Major design challenges in facades for multi-story buildings are represented by extreme loading conditions, such as earthquakes. The mechanical response of glass systems, particularly against dynamic loads, is in fact extremely unpredictable, due to a combination of multiple aspects. Even few details (i.e., connectors) can strongly modify the overall structural performance, in terms of global stiffness, load-bearing capacity, failure mechanisms, etc. Therefore, to accurately detect the true behaviour, performance indicators and resisting mechanisms of glass against such loads, robust testing protocols, and optimized numerical approaches are required.

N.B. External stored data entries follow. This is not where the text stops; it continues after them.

// Task Domain Model

use serde::{Deserialize, Serialize};
use std::collections::HashMap;

use super::error::{DomainError, Result};

/// Task ID (assigned by the orchestrator)
pub type TaskId = String;

/// Identifies one launch of a task.
///
/// A task id can be re-dispatched after a kill; the run id tells the
/// supervisor which launch a process event belongs to.
pub type RunId = u64;

/// worker.task.request payload
#[derive(Debug, Clone, PartialEq, Eq, Serialize, Deserialize)]
#[serde(rename_all = "camelCase")]
pub struct TaskRequest {
    pub task_id: TaskId,
    #[serde(default)]
    pub payload: TaskPayload,
}

/// Transcoder invocation supplied by the orchestrator
///
/// Passed to the process verbatim (trust boundary). `env: None` inherits the
/// worker environment, `Some` replaces it.
#[derive(Debug, Clone, Default, PartialEq, Eq, Serialize, Deserialize)]
pub struct TaskPayload {
    #[serde(default)]
    pub args: Vec<String>,
    #[serde(default)]
    pub cwd: Option<String>,
    #[serde(default)]
    pub env: Option<HashMap<String, String>>,
}

/// worker.task.kill payload
#[derive(Debug, Clone, PartialEq, Eq, Serialize, Deserialize)]
#[serde(rename_all = "camelCase")]
pub struct KillRequest {
    pub task_id: TaskId,
}

impl TaskRequest {
    pub fn new(task_id: impl Into<TaskId>, payload: TaskPayload) -> Self {
        Self {
            task_id: task_id.into(),
            payload,
        }
    }

    /// Reject requests the worker cannot address updates to
    pub fn validate(&self) -> Result<()> {
        if self.task_id.trim().is_empty() {
            return Err(DomainError::ValidationError(
                "taskId cannot be empty".to_string(),
            ));
        }
        Ok(())
    }
}

/// Task lifecycle state
///
/// `Received -> InProgress -> Done | Killed`. Nothing leaves a terminal state.
#[derive(Debug, Clone, Copy, PartialEq, Eq)]
pub enum TaskState {
    Received,
    InProgress,
    Done { success: bool },
    Killed,
}

impl TaskState {
    pub fn is_terminal(&self) -> bool {
        matches!(self, TaskState::Done { .. } | TaskState::Killed)
    }

    /// Received -> InProgress
    pub fn start(self) -> Result<Self> {
        match self {
            TaskState::Received => Ok(TaskState::InProgress),
            other => Err(other.invalid("INPROGRESS")),
        }
    }

    /// InProgress -> Done
    pub fn finish(self, success: bool) -> Result<Self> {
        match self {
            TaskState::InProgress => Ok(TaskState::Done { success }),
            other => Err(other.invalid("DONE")),
        }
    }

    /// InProgress -> Killed
    pub fn kill(self) -> Result<Self> {
        match self {
            TaskState::InProgress => Ok(TaskState::Killed),
            other => Err(other.invalid("KILLED")),
        }
    }

    fn invalid(self, to: &str) -> DomainError {
        DomainError::InvalidStateTransition {
            from: self.to_string(),
            to: to.to_string(),
        }
    }
}

impl std::fmt::Display for TaskState {
    fn fmt(&self, f: &mut std::fmt::Formatter<'_>) -> std::fmt::Result {
        match self {
            TaskState::Received => write!(f, "RECEIVED"),
            TaskState::InProgress => write!(f, "INPROGRESS"),
            TaskState::Done { success: true } => write!(f, "DONE(success)"),
            TaskState::Done { success: false } => write!(f, "DONE(failure)"),
            TaskState::Killed => write!(f, "KILLED"),
        }
    }
}
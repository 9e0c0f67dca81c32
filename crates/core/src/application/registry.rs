// Task Registry - in-flight tasks keyed by task id
//
// Owned by the supervisor loop; membership means "in progress".

use std::collections::HashMap;
use std::sync::atomic::{AtomicBool, Ordering};

use crate::domain::error::{DomainError, Result};
use crate::domain::{RunId, TaskId, TaskState};
use crate::port::ProcessHandle;

/// Whether the terminal update for a run went out
#[derive(Debug, Clone, Copy, PartialEq, Eq)]
pub enum NotificationState {
    NotNotified,
    Notified,
}

/// Exactly-once completion guard
///
/// `close`, `exit` and `error` may all fire for one run. Only the handler that
/// wins `try_claim` may emit the `done` update.
#[derive(Debug, Default)]
pub struct Notification {
    notified: AtomicBool,
}

impl Notification {
    pub fn new() -> Self {
        Self::default()
    }

    /// NotNotified -> Notified. Returns true for exactly one caller.
    pub fn try_claim(&self) -> bool {
        self.notified
            .compare_exchange(false, true, Ordering::AcqRel, Ordering::Acquire)
            .is_ok()
    }

    pub fn state(&self) -> NotificationState {
        if self.notified.load(Ordering::Acquire) {
            NotificationState::Notified
        } else {
            NotificationState::NotNotified
        }
    }
}

/// One dispatched job
#[derive(Debug)]
pub struct TaskRecord {
    task_id: TaskId,
    run_id: RunId,
    state: TaskState,
    process: ProcessHandle,
    notification: Notification,
    started_at: i64,
}

impl TaskRecord {
    pub fn new(
        task_id: impl Into<TaskId>,
        run_id: RunId,
        process: ProcessHandle,
        now_millis: i64,
    ) -> Self {
        Self {
            task_id: task_id.into(),
            run_id,
            state: TaskState::Received,
            process,
            notification: Notification::new(),
            started_at: now_millis,
        }
    }

    pub fn task_id(&self) -> &str {
        &self.task_id
    }

    pub fn run_id(&self) -> RunId {
        self.run_id
    }

    pub fn state(&self) -> TaskState {
        self.state
    }

    pub fn pid(&self) -> Option<u32> {
        self.process.pid()
    }

    pub fn notification(&self) -> &Notification {
        &self.notification
    }

    pub fn elapsed_ms(&self, now_millis: i64) -> i64 {
        now_millis - self.started_at
    }

    pub fn start(&mut self) -> Result<()> {
        self.state = self.state.start()?;
        Ok(())
    }

    pub fn finish(&mut self, success: bool) -> Result<()> {
        self.state = self.state.finish(success)?;
        Ok(())
    }

    /// Signal the process and retire the record as Killed.
    ///
    /// Returns whether a live process was signalled.
    pub fn kill(&mut self) -> Result<bool> {
        self.state = self.state.kill()?;
        Ok(self.process.kill())
    }
}

/// Authoritative map of in-flight tasks
#[derive(Debug, Default)]
pub struct TaskRegistry {
    tasks: HashMap<TaskId, TaskRecord>,
}

impl TaskRegistry {
    pub fn new() -> Self {
        Self::default()
    }

    /// Register a record. An id that is already live is rejected, never overwritten.
    pub fn insert(&mut self, record: TaskRecord) -> Result<()> {
        if self.tasks.contains_key(record.task_id()) {
            return Err(DomainError::DuplicateTask(record.task_id.clone()));
        }
        self.tasks.insert(record.task_id.clone(), record);
        Ok(())
    }

    pub fn get(&self, task_id: &str) -> Option<&TaskRecord> {
        self.tasks.get(task_id)
    }

    pub fn remove(&mut self, task_id: &str) -> Option<TaskRecord> {
        self.tasks.remove(task_id)
    }

    pub fn contains(&self, task_id: &str) -> bool {
        self.tasks.contains_key(task_id)
    }

    pub fn len(&self) -> usize {
        self.tasks.len()
    }

    pub fn is_empty(&self) -> bool {
        self.tasks.is_empty()
    }
}
// Events serialized onto the supervisor loop

use tokio::sync::{mpsc, oneshot};

use super::capability::WorkerStats;
use super::task::{KillRequest, RunId, TaskId, TaskRequest};

/// Everything the supervisor reacts to, in arrival order
#[derive(Debug)]
pub enum WorkerEvent {
    /// Message from the orchestrator
    Inbound(InboundMessage),
    /// Lifecycle signal from a supervised process
    Process(ProcessSignal),
    /// Fresh CPU utilization sample
    CpuSample(f32),
}

#[derive(Debug)]
pub enum InboundMessage {
    /// worker.stats, answered through the reply channel
    Stats(oneshot::Sender<WorkerStats>),
    TaskRequest(TaskRequest),
    TaskKill(KillRequest),
}

/// Terminal process signals
///
/// `Exit` fires when the process is reaped, `Close` once its stdio streams
/// are drained too. Both may arrive for the same run.
#[derive(Debug, Clone, PartialEq, Eq)]
pub enum ProcessEvent {
    Exit { code: Option<i32> },
    Close { code: Option<i32> },
    Error { message: String },
}

#[derive(Debug, Clone, PartialEq, Eq)]
pub struct ProcessSignal {
    pub task_id: TaskId,
    pub run_id: RunId,
    pub event: ProcessEvent,
}

pub type WorkerEventSender = mpsc::UnboundedSender<WorkerEvent>;
pub type WorkerEventReceiver = mpsc::UnboundedReceiver<WorkerEvent>;

/// Create the supervisor event queue
pub fn worker_event_channel() -> (WorkerEventSender, WorkerEventReceiver) {
    mpsc::unbounded_channel()
}
// Capability Sampler - periodic CPU measurement
use std::sync::Arc;
use std::time::Duration;
use tokio::time::{interval_at, Instant, MissedTickBehavior};
use tracing::{debug, info};

use crate::application::shutdown::ShutdownToken;
use crate::domain::{WorkerEvent, WorkerEventSender};
use crate::port::CpuProbe;

/// Measures CPU utilization every `interval` over a window of the same length
/// and hands each reading to the supervisor loop.
pub struct CapabilitySampler {
    probe: Arc<dyn CpuProbe>,
    interval: Duration,
}

impl CapabilitySampler {
    pub fn new(probe: Arc<dyn CpuProbe>, interval: Duration) -> Self {
        Self { probe, interval }
    }

    /// Sample until shutdown or until the supervisor loop is gone
    pub async fn run(self, events: WorkerEventSender, mut shutdown: ShutdownToken) {
        info!(interval_ms = self.interval.as_millis() as u64, "CPU sampler started");

        let mut ticker = interval_at(Instant::now() + self.interval, self.interval);
        ticker.set_missed_tick_behavior(MissedTickBehavior::Delay);

        loop {
            let reading = tokio::select! {
                _ = shutdown.wait() => break,
                reading = async {
                    ticker.tick().await;
                    self.sample_once().await
                } => reading,
            };

            // Failed samples keep the previous reading
            if let Some(percent) = reading {
                if events.send(WorkerEvent::CpuSample(percent)).is_err() {
                    debug!("Supervisor gone, CPU sampler exiting");
                    break;
                }
            }
        }

        info!("CPU sampler stopped");
    }

    /// One measurement; `None` when the probe fails
    pub async fn sample_once(&self) -> Option<f32> {
        match self.probe.sample(self.interval).await {
            Ok(percent) => {
                debug!(cpu = percent, "CPU sampled");
                Some(percent)
            }
            Err(e) => {
                debug!(error = %e, "CPU sample skipped");
                None
            }
        }
    }
}
//! Persistent chrome around page content: sidebar, header bar and the
//! scrollable content region.

use stockroom_core::{Icon, NavigationEntry};

use crate::html::escape;
use crate::icons;

/// Everything the shell needs besides the embedded content.
#[derive(Debug, Clone, Copy)]
pub struct ShellContext<'a> {
    pub brand: &'a str,
    pub page_title: &'a str,
    pub user_initial: &'a str,
    pub navigation: &'a [NavigationEntry],
}

/// Render the shell with `content` embedded unchanged in the content region.
///
/// Navigation anchors and the logout button are inert in the markup; they
/// only carry `data-action` / `data-target` so a host can wire them to
/// its [`ShellActions`](stockroom_core::ShellActions).
pub fn render_shell(ctx: &ShellContext<'_>, content: &str) -> String {
    let nav: String = ctx.navigation.iter().map(nav_entry).collect();

    format!(
        r##"<div class="app">
<aside class="sidebar" aria-label="Sidebar">
<div class="sidebar-brand"><h1 class="brand">{brand_icon}{brand}</h1></div>
<nav class="nav" aria-label="Main">{nav}</nav>
<div class="sidebar-footer"><button type="button" class="logout" data-action="logout">{logout_icon}Logout</button></div>
</aside>
<div class="frame">
<header class="topbar"><h2 class="page-title">{title}</h2><div class="topbar-actions"><div class="avatar" aria-label="Current user">{initial}</div></div></header>
<main class="content">{content}</main>
</div>
</div>"##,
        brand_icon = icons::glyph(Icon::Package, "icon-lg"),
        brand = escape(ctx.brand),
        logout_icon = icons::glyph(Icon::LogOut, ""),
        title = escape(ctx.page_title),
        initial = escape(ctx.user_initial),
    )
}

fn nav_entry(entry: &NavigationEntry) -> String {
    let (class, current) = if entry.active {
        ("nav-entry nav-entry--active", r#" aria-current="page""#)
    } else {
        ("nav-entry", "")
    };
    format!(
        r##"<a href="#" class="{class}"{current} data-action="navigate" data-target="{target}">{icon}{label}</a>"##,
        target = escape(&entry.slug()),
        icon = icons::glyph(entry.icon, ""),
        label = escape(&entry.label),
    )
}

#[cfg(test)]
mod tests {
    use super::*;
    use stockroom_core::provider::default_navigation;

    fn render(content: &str) -> String {
        let nav = default_navigation();
        let ctx = ShellContext {
            brand: "Inventory",
            page_title: "Dashboard",
            user_initial: "A",
            navigation: &nav,
        };
        render_shell(&ctx, content)
    }

    fn nav_labels(html: &str) -> Vec<String> {
        html.split("data-action=\"navigate\"")
            .skip(1)
            .map(|chunk| {
                let after_svg = &chunk[chunk.find("</svg>").unwrap() + "</svg>".len()..];
                after_svg[..after_svg.find("</a>").unwrap()].to_string()
            })
            .collect()
    }

    #[test]
    fn content_is_embedded_after_nav_and_header() {
        let html = render("X");
        let nav = html.find("<aside class=\"sidebar\"").unwrap();
        let header = html.find("<header class=\"topbar\">").unwrap();
        let main = html.find("<main class=\"content\">X</main>").unwrap();
        assert!(nav < header);
        assert!(header < main);
    }

    #[test]
    fn content_is_not_escaped_or_altered() {
        let html = render("<section id=\"body\">a &amp; b</section>");
        assert!(html.contains("<main class=\"content\"><section id=\"body\">a &amp; b</section></main>"));
    }

    #[test]
    fn five_entries_in_fixed_order() {
        assert_eq!(
            nav_labels(&render("")),
            vec!["Dashboard", "Products", "Orders", "Customers", "Settings"]
        );
    }

    #[test]
    fn exactly_one_active_entry() {
        let html = render("");
        assert_eq!(html.matches("nav-entry--active").count(), 1);
        assert_eq!(html.matches("aria-current=\"page\"").count(), 1);
        let active = html.find("nav-entry--active").unwrap();
        let target = &html[active..];
        assert!(target.contains("data-target=\"dashboard\""));
        assert!(target.find("data-target=\"dashboard\"").unwrap() < target.find("</a>").unwrap());
    }

    #[test]
    fn header_shows_title_and_initial() {
        let html = render("");
        assert!(html.contains("<h2 class=\"page-title\">Dashboard</h2>"));
        assert!(html.contains("<div class=\"avatar\" aria-label=\"Current user\">A</div>"));
        assert!(html.contains("Inventory</h1>"));
    }

    #[test]
    fn interactive_elements_are_inert_hooks() {
        let html = render("");
        assert_eq!(html.matches("href=\"#\"").count(), 5);
        assert!(html.contains("data-action=\"logout\""));
        assert!(!html.contains("onclick"));
    }
}
//! Stockroom application binary - composition root.
//!
//! 1. Parse CLI arguments and load configuration from TOML
//! 2. Pick the data provider (built-in data or a JSON dataset)
//! 3. Either render the dashboard once to a file, or start the axum server

mod cli;

use std::io::Write;
use std::path::Path;
use std::sync::Arc;

use clap::Parser;

use stockroom_api::routes;
use stockroom_api::state::AppState;
use stockroom_core::{
    DataProvider, JsonDataProvider, StaticDataProvider, StockroomConfig, StockroomError,
};

use crate::cli::CliArgs;

/// Read the config file, keeping the failure so it can be reported once
/// tracing is installed.
fn load_config(path: &Path) -> (StockroomConfig, Option<StockroomError>) {
    match StockroomConfig::load(path) {
        Ok(config) => (config, None),
        Err(e) => (StockroomConfig::default(), Some(e)),
    }
}

/// Log the outcome of [`load_config`]. A missing file is normal; anything
/// else means the file was ignored.
fn report_config(path: &Path, error: Option<&StockroomError>) {
    match error {
        None => tracing::info!(path = %path.display(), "Configuration loaded"),
        Some(StockroomError::Io(e)) if e.kind() == std::io::ErrorKind::NotFound => {
            tracing::info!(path = %path.display(), "No configuration file, using defaults")
        }
        Some(e) => tracing::warn!(
            path = %path.display(),
            error = %e,
            "Failed to load configuration, using defaults"
        ),
    }
}

/// Build the provider for the resolved dataset path.
fn build_provider(dataset: Option<&Path>) -> stockroom_core::Result<Arc<dyn DataProvider>> {
    match dataset {
        Some(path) => Ok(Arc::new(JsonDataProvider::load(path)?)),
        None => {
            tracing::info!("Using built-in dataset");
            Ok(Arc::new(StaticDataProvider))
        }
    }
}

/// Write a rendered document to `out`, or to stdout when `out` is `-`.
fn write_document(out: &Path, html: &str) -> std::io::Result<()> {
    if out == Path::new("-") {
        let mut stdout = std::io::stdout().lock();
        stdout.write_all(html.as_bytes())?;
        return stdout.flush();
    }
    if let Some(parent) = out.parent() {
        if !parent.as_os_str().is_empty() {
            std::fs::create_dir_all(parent)?;
        }
    }
    std::fs::write(out, html)
}

#[tokio::main]
async fn main() -> Result<(), Box<dyn std::error::Error>> {
    let args = CliArgs::parse();

    // Config.
    let config_file = args.resolve_config_path();
    let (mut config, config_error) = load_config(&config_file);
    config.general.port = args.resolve_port(config.general.port);
    config.general.log_level = args.resolve_log_level(&config.general.log_level);

    // Tracing. Logs go to stderr so `--render -` keeps stdout clean.
    tracing_subscriber::fmt()
        .with_writer(std::io::stderr)
        .with_env_filter(
            tracing_subscriber::EnvFilter::try_from_default_env()
                .unwrap_or_else(|_| tracing_subscriber::EnvFilter::new(&config.general.log_level)),
        )
        .init();

    tracing::info!("Starting Stockroom v{}", env!("CARGO_PKG_VERSION"));
    report_config(&config_file, config_error.as_ref());

    // Provider.
    let dataset = args.resolve_dataset(config.dashboard.dataset.as_deref());
    let provider = match build_provider(dataset.as_deref()) {
        Ok(p) => p,
        Err(e) => {
            tracing::error!(error = %e, "Failed to load dataset");
            return Err(e.into());
        }
    };

    // One-shot render.
    if let Some(out) = args.render.as_deref() {
        let html = stockroom_ui::render_dashboard(&config.dashboard, provider.as_ref())?;
        if let Err(e) = write_document(out, &html) {
            tracing::error!(path = %out.display(), error = %e, "Failed to write dashboard");
            return Err(e.into());
        }
        tracing::info!(path = %out.display(), bytes = html.len(), "Dashboard rendered");
        return Ok(());
    }

    // === API server ===

    let state = AppState::new(config.clone(), provider);
    tracing::info!(
        "Dashboard at http://{}:{}/",
        config.general.bind_address,
        config.general.port
    );

    if let Err(e) = routes::start_server(&config, state).await {
        tracing::error!(error = %e, "Server stopped");
        tracing::error!("Try: STOCKROOM_PORT={} stockroom", config.general.port.saturating_add(1));
        return Err(e.into());
    }

    Ok(())
}

#[cfg(test)]
mod tests {
    use super::*;
    use std::sync::Mutex;

    #[derive(Clone, Default)]
    struct CapturedLogs(Arc<Mutex<Vec<u8>>>);

    impl Write for CapturedLogs {
        fn write(&mut self, buf: &[u8]) -> std::io::Result<usize> {
            self.0.lock().unwrap().extend_from_slice(buf);
            Ok(buf.len())
        }

        fn flush(&mut self) -> std::io::Result<()> {
            Ok(())
        }
    }

    impl CapturedLogs {
        fn text(&self) -> String {
            String::from_utf8(self.0.lock().unwrap().clone()).unwrap()
        }
    }

    fn with_captured_logs(f: impl FnOnce()) -> String {
        let logs = CapturedLogs::default();
        let writer = logs.clone();
        let subscriber = tracing_subscriber::fmt()
            .with_writer(move || writer.clone())
            .with_ansi(false)
            .finish();
        tracing::subscriber::with_default(subscriber, f);
        logs.text()
    }

    #[test]
    fn malformed_config_falls_back_and_warns() {
        let dir = tempfile::tempdir().unwrap();
        let path = dir.path().join("bad.toml");
        std::fs::write(&path, "this is {{ not toml").unwrap();

        let (config, error) = load_config(&path);
        assert_eq!(config.general.port, StockroomConfig::default().general.port);
        assert!(matches!(error, Some(StockroomError::Config(_))));

        let logs = with_captured_logs(|| report_config(&path, error.as_ref()));
        assert!(logs.contains(" WARN "));
        assert!(logs.contains("Failed to load configuration, using defaults"));
        assert!(!logs.contains("Configuration loaded"));
    }

    #[test]
    fn missing_config_is_not_a_warning() {
        let dir = tempfile::tempdir().unwrap();
        let path = dir.path().join("absent.toml");

        let (_, error) = load_config(&path);
        assert!(matches!(error, Some(StockroomError::Io(_))));

        let logs = with_captured_logs(|| report_config(&path, error.as_ref()));
        assert!(logs.contains("No configuration file, using defaults"));
        assert!(!logs.contains(" WARN "));
    }

    #[test]
    fn valid_config_is_reported_as_loaded() {
        let dir = tempfile::tempdir().unwrap();
        let path = dir.path().join("config.toml");
        std::fs::write(&path, "[general]\nport = 4000\n").unwrap();

        let (config, error) = load_config(&path);
        assert_eq!(config.general.port, 4000);
        assert!(error.is_none());

        let logs = with_captured_logs(|| report_config(&path, error.as_ref()));
        assert!(logs.contains("Configuration loaded"));
    }

    #[test]
    fn write_document_creates_parent_dirs() {
        let dir = tempfile::tempdir().unwrap();
        let out = dir.path().join("nested").join("dashboard.html");
        write_document(&out, "<!DOCTYPE html>").unwrap();
        assert_eq!(std::fs::read_to_string(&out).unwrap(), "<!DOCTYPE html>");
    }

    #[test]
    fn build_provider_defaults_to_builtin_data() {
        let provider = build_provider(None).unwrap();
        assert_eq!(provider.overview().unwrap().trend.len(), 7);
    }

    #[test]
    fn build_provider_reports_missing_dataset() {
        let dir = tempfile::tempdir().unwrap();
        let missing = dir.path().join("absent.json");
        assert!(build_provider(Some(&missing)).is_err());
    }

    #[test]
    fn render_with_json_dataset() {
        let dir = tempfile::tempdir().unwrap();
        let dataset = dir.path().join("data.json");
        std::fs::write(
            &dataset,
            r#"{"stats":[],"trend":[{"period":"W1","sales":10,"stock":20}],"activity":[]}"#,
        )
        .unwrap();

        let provider = build_provider(Some(&dataset)).unwrap();
        let html = stockroom_ui::render_dashboard(
            &StockroomConfig::default().dashboard,
            provider.as_ref(),
        )
        .unwrap();
        assert!(html.contains("data-period=\"W1\""));
    }
}
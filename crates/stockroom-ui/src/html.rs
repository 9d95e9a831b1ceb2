//! Minimal HTML text helpers.

/// Escape text for use in element content and double-quoted attributes.
pub fn escape(text: &str) -> String {
    let mut out = String::with_capacity(text.len());
    for c in text.chars() {
        match c {
            '&' => out.push_str("&amp;"),
            '<' => out.push_str("&lt;"),
            '>' => out.push_str("&gt;"),
            '"' => out.push_str("&quot;"),
            '\'' => out.push_str("&#39;"),
            _ => out.push(c),
        }
    }
    out
}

In this study, two different glass facades (Point Fixed Glass Facade (PFGF) and framed glass facade) are subjected to conventional experimental protocols, to numerically explore and compare their mechanical response against in-plane seismic loads. The analysis starts from the preliminary design of the minimum glass thicknesses that are required to sustain the ordinary mechanical loads (wind and self-weight). Under in-plane seismic conditions, as expected, the numerical results show that the two systems behave strongly different. The response of the framed glass facade is highly influenced by the clearance between the glass panel and the frame, while in PFGF the slotted holes play a key role. The PFGF is indeed more vulnerable to seismic loads than the framed system. The higher stress concentration and deflection were observed in PFGF, while framed glass facades behaved more robustly in the same loading conditions.